Lord Carlton's Courtship
by Debbie Raleigh
(Zebra Regency, $4.99, PG) ISBN 0-821-76463-2
***
Debbie Raleigh's debut Regency features an impressive hero and a storyline with a fun twist. Giles, Lord Carlton, is a wealthy peer who sometimes acts as a courier for the War Department. Arriving at his latest assignation, where he is to obtain a set of letters, he is surprised to find two interlopers. One is an unknown man and the other is a young boy. Giles has no time to discover their identities before they are all ambushed. In the ensuing melee, the young boy is wounded in the shoulder. Giles hides the boy in a barn, where he discovers that his charge is not a boy, but a young woman.

The woman escapes when Giles leaves to get water from a nearby stream. Weeks later, they meet again in London. Miss Roma Allendyle is there under duress, to appease an aunt who wishes to help her find a husband, the last thing on Roma's mind. She and Giles recognize each other immediately, and he pressures her into explaining her presence at the courier's assignation. Roma sets her mind to despising Giles, but reluctantly tells him that her brother, William, is missing and she found the packet of letters in her family library. She has come to London to see if she can track him down.

Giles, against his will, offers his assistance. Roma's initial reaction is to scoff and protest that she can handle things on her own, but he soon forces her to admit that he has entry where she does not. Roma reluctantly agrees to have Lord Carlton make discreet inquiries. Soon they are thrown together in a mock engagement in order to uncover the truth.

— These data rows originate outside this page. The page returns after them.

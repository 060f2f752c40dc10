//! Percentage validator

use crate::foundation::ValidationError;

crate::validator! {
    /// Validates a percentage in `[0, 100]`, bounds included.
    ///
    /// # Examples
    ///
    /// ```
    /// use formkit_validator::validators::Percentage;
    /// use formkit_validator::foundation::Validate;
    ///
    /// assert!(Percentage.validate(&0.0).is_ok());
    /// assert!(Percentage.validate(&100.0).is_ok());
    /// assert!(Percentage.validate(&100.1).is_err());
    /// ```
    pub Percentage for f64;
    rule(input) { (0.0..=100.0).contains(input) }
    error(input) {
        ValidationError::new("percentage", "Percentage must be between 0 and 100")
            .with_param("actual", input.to_string())
    }
    fn percentage();
}

#[cfg(test)]
mod tests {
    use super::*;
    use crate::foundation::Validate;

    #[test]
    fn bounds() {
        assert!(percentage().validate(&-0.0001).is_err());
        assert!(percentage().validate(&42.5).is_ok());
        assert!(percentage().validate(&f64::NAN).is_err());
    }
}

Lord Carlton's Courtship is well-plotted. The secondary characters play an important part in William's disappearance, and I commend the author for not traveling the well-worn path that I initially thought this book would take. Giles is a delightful hero -- witty, bored to death with the simpering women of the ton, delighted to find a woman of adventurous spirit. His unwillingness to involve himself and his admission that he can't help himself were endearing.

Roma wasn't quite his equal. She's certainly courageous, but that courage is too often demonstrated in adventures that are borderline foolhardy. Her refusal to admit that are some things Giles is better off handling makes her seem immature and headstrong, and she spends too much time tossing her head defiantly and viewing Giles with suspicion, although he's been nothing but straightforward with her. All this huffing and high-spiritedness made me wonder what Giles saw in her after the initial admiration for her bravery. Instead of teaming up and working together like partners, he has to spend too much time trying to convince Roma that he can be trusted and will do his best to find William. If Roma would have settled down and talked with Giles like a grown adult, I'd have had a lot more sympathy for her. As it was, she often seemed like a petulant teenager.

So there you have it. A fine story line and a worthy hero are diminished by a less-than-impressive heroine. However, for a debut novel, Lord Carlton's Courtship has much to recommend it, and I look forward to Debbie Raleigh's next work.